• [Required work]: Extract each line from the entries below that has the string "models" in it.

(Collected data)
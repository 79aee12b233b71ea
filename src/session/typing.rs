//! Async session driver with an artificial "typing" delay.
//!
//! Classification stays synchronous in `ConversationSession`; this module only
//! adds pacing. The delayed reply task holds a `Weak` reference to the session
//! and is aborted when the `ChatSession` is closed or dropped, so a reply is
//! never appended to a torn-down conversation.

use std::sync::{Arc, Mutex, MutexGuard, Weak};
use std::time::Duration;

use rand::Rng;
use tokio::task::JoinHandle;

use super::{ConversationSession, PendingTurn, SessionError};
use crate::config::EngineConfig;
use crate::context::ContextProvider;
use crate::engine::ResponseEngine;
use crate::models::Message;

/// `base` plus a uniformly random extra in `[0, jitter)`.
#[derive(Debug, Clone, Copy, PartialEq, Eq)]
pub struct TypingDelay {
    pub base: Duration,
    pub jitter: Duration,
}

impl TypingDelay {
    pub const NONE: TypingDelay = TypingDelay {
        base: Duration::ZERO,
        jitter: Duration::ZERO,
    };

    pub fn from_config(config: &EngineConfig) -> Self {
        Self {
            base: Duration::from_millis(config.typing_delay_ms),
            jitter: Duration::from_millis(config.typing_jitter_ms),
        }
    }

    pub fn sample<R: Rng + ?Sized>(&self, rng: &mut R) -> Duration {
        let jitter_ms = self.jitter.as_millis() as u64;
        if jitter_ms == 0 {
            return self.base;
        }
        self.base + Duration::from_millis(rng.gen_range(0..jitter_ms))
    }
}

impl Default for TypingDelay {
    fn default() -> Self {
        Self::from_config(&EngineConfig::default())
    }
}

/// Display-facing conversation handle. Must be used inside a tokio runtime.
pub struct ChatSession {
    session: Arc<Mutex<ConversationSession>>,
    provider: Arc<dyn ContextProvider>,
    delay: TypingDelay,
    in_flight: Option<JoinHandle<()>>,
}

impl ChatSession {
    pub fn new(
        engine: Arc<ResponseEngine>,
        provider: Arc<dyn ContextProvider>,
        config: &EngineConfig,
    ) -> Self {
        Self {
            session: Arc::new(Mutex::new(ConversationSession::from_config(engine, config))),
            provider,
            delay: TypingDelay::from_config(config),
            in_flight: None,
        }
    }

    /// Start a turn. The user message is appended immediately; the reply is
    /// appended after the typing delay.
    pub fn submit(&mut self, text: &str) -> Result<(), SessionError> {
        let pending = self.lock()?.begin_turn(text)?;
        let delay = self.delay.sample(&mut rand::thread_rng());
        let session = Arc::downgrade(&self.session);
        let provider = Arc::clone(&self.provider);

        self.in_flight = Some(tokio::spawn(async move {
            tokio::time::sleep(delay).await;
            deliver_reply(session, provider.as_ref(), pending);
        }));
        Ok(())
    }

    /// Wait until the in-flight reply (if any) has been appended.
    pub async fn wait_for_response(&mut self) {
        if let Some(handle) = self.in_flight.take() {
            if let Err(e) = handle.await {
                if !e.is_cancelled() {
                    tracing::error!(error = %e, "Reply task failed");
                }
            }
        }
    }

    /// Snapshot of the history in insertion order.
    pub fn messages(&self) -> Result<Vec<Message>, SessionError> {
        Ok(self.lock()?.messages().to_vec())
    }

    pub fn is_responding(&self) -> Result<bool, SessionError> {
        Ok(self.lock()?.is_responding())
    }

    /// Tear the session down, discarding any pending reply.
    pub fn close(mut self) {
        self.abort_in_flight();
    }

    fn abort_in_flight(&mut self) {
        if let Some(handle) = self.in_flight.take() {
            if !handle.is_finished() {
                tracing::debug!("Discarding pending reply");
            }
            handle.abort();
        }
    }

    fn lock(&self) -> Result<MutexGuard<'_, ConversationSession>, SessionError> {
        self.session.lock().map_err(|_| SessionError::LockPoisoned)
    }
}

impl Drop for ChatSession {
    fn drop(&mut self) {
        self.abort_in_flight();
    }
}

fn deliver_reply(
    session: Weak<Mutex<ConversationSession>>,
    provider: &dyn ContextProvider,
    pending: PendingTurn,
) {
    let Some(session) = session.upgrade() else {
        tracing::debug!(turn_id = pending.turn_id, "Session gone, reply discarded");
        return;
    };
    let ctx = provider.health_context();
    let Ok(mut guard) = session.lock() else {
        tracing::error!(turn_id = pending.turn_id, "Session lock poisoned, reply discarded");
        return;
    };
    if let Err(e) = guard.complete_turn(pending, &ctx) {
        tracing::warn!(error = %e, "Reply not appended");
    }
}

#[cfg(test)]
mod tests {
    use std::sync::atomic::{AtomicUsize, Ordering};

    use rand::rngs::mock::StepRng;

    use super::*;
    use crate::context::HealthLog;
    use crate::models::{HealthContext, MessageCategory, Sender, VitalType};

    fn chat(config: &EngineConfig, provider: Arc<dyn ContextProvider>) -> ChatSession {
        ChatSession::new(Arc::new(ResponseEngine::default()), provider, config)
    }

    #[test]
    fn delay_without_jitter_is_fixed() {
        let delay = TypingDelay {
            base: Duration::from_millis(1500),
            jitter: Duration::ZERO,
        };
        let mut rng = StepRng::new(0, 1);
        assert_eq!(delay.sample(&mut rng), Duration::from_millis(1500));
        assert_eq!(TypingDelay::NONE.sample(&mut rng), Duration::ZERO);
    }

    #[test]
    fn sampled_delay_stays_in_range() {
        let delay = TypingDelay::default();
        let mut rng = rand::thread_rng();
        for _ in 0..100 {
            let d = delay.sample(&mut rng);
            assert!(d >= Duration::from_millis(1500));
            assert!(d < Duration::from_millis(2500));
        }
    }

    #[tokio::test]
    async fn reply_arrives_after_delay() {
        let mut chat = chat(&EngineConfig::immediate(), Arc::new(HealthContext::default()));
        chat.submit("I have a headache").unwrap();
        chat.wait_for_response().await;

        let messages = chat.messages().unwrap();
        assert_eq!(messages.len(), 3);
        assert_eq!(messages[1].sender, Sender::User);
        assert_eq!(messages[2].category, Some(MessageCategory::Normal));
        assert!(!chat.is_responding().unwrap());
    }

    #[tokio::test]
    async fn input_is_disabled_while_responding() {
        let config = EngineConfig {
            typing_delay_ms: 60_000,
            typing_jitter_ms: 0,
            ..EngineConfig::default()
        };
        let mut chat = chat(&config, Arc::new(HealthContext::default()));
        chat.submit("hello there").unwrap();
        assert!(chat.is_responding().unwrap());
        assert_eq!(chat.submit("anyone?"), Err(SessionError::ResponseInFlight));
        assert_eq!(chat.messages().unwrap().len(), 2);
    }

    /// Counts snapshot reads so tests can tell whether a reply was built.
    #[derive(Default)]
    struct CountingProvider {
        reads: AtomicUsize,
    }

    impl ContextProvider for CountingProvider {
        fn health_context(&self) -> HealthContext {
            self.reads.fetch_add(1, Ordering::SeqCst);
            HealthContext::default()
        }
    }

    #[tokio::test]
    async fn closing_discards_pending_reply() {
        let config = EngineConfig {
            typing_delay_ms: 20,
            typing_jitter_ms: 0,
            ..EngineConfig::default()
        };
        let provider = Arc::new(CountingProvider::default());
        let mut chat = chat(&config, provider.clone());
        chat.submit("I feel dizzy").unwrap();
        let session = Arc::downgrade(&chat.session);
        chat.close();

        tokio::time::sleep(Duration::from_millis(80)).await;
        assert!(session.upgrade().is_none());
        assert_eq!(provider.reads.load(Ordering::SeqCst), 0);
    }

    #[test]
    fn orphaned_reply_is_dropped() {
        let engine = Arc::new(ResponseEngine::default());
        let session = Arc::new(Mutex::new(ConversationSession::new(engine)));
        let pending = session.lock().unwrap().begin_turn("hello there").unwrap();
        let weak = Arc::downgrade(&session);
        drop(session);

        let provider = CountingProvider::default();
        deliver_reply(weak, &provider, pending);
        assert_eq!(provider.reads.load(Ordering::SeqCst), 0);
    }

    #[tokio::test]
    async fn context_is_read_when_reply_is_built() {
        let log = Arc::new(HealthLog::new());
        let mut chat = chat(&EngineConfig::immediate(), log.clone());

        chat.submit("how is my heart rate").unwrap();
        log.record_vital(VitalType::HeartRate, "64").unwrap();
        chat.wait_for_response().await;

        let messages = chat.messages().unwrap();
        assert!(messages[2].text.contains("64 bpm"));
    }

    #[tokio::test]
    async fn sequential_turns_keep_order() {
        let mut chat = chat(&EngineConfig::immediate(), Arc::new(HealthContext::default()));
        for text in ["hello there", "I feel dizzy", "thanks"] {
            chat.submit(text).unwrap();
            chat.wait_for_response().await;
        }
        let messages = chat.messages().unwrap();
        assert_eq!(messages.len(), 7);
        assert!(messages.windows(2).all(|w| w[0].id < w[1].id));
    }
}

• [Solution below]:
use crate::models::Message;
    use crate::models::{HealthContext, MessageCategory, Sender, VitalType};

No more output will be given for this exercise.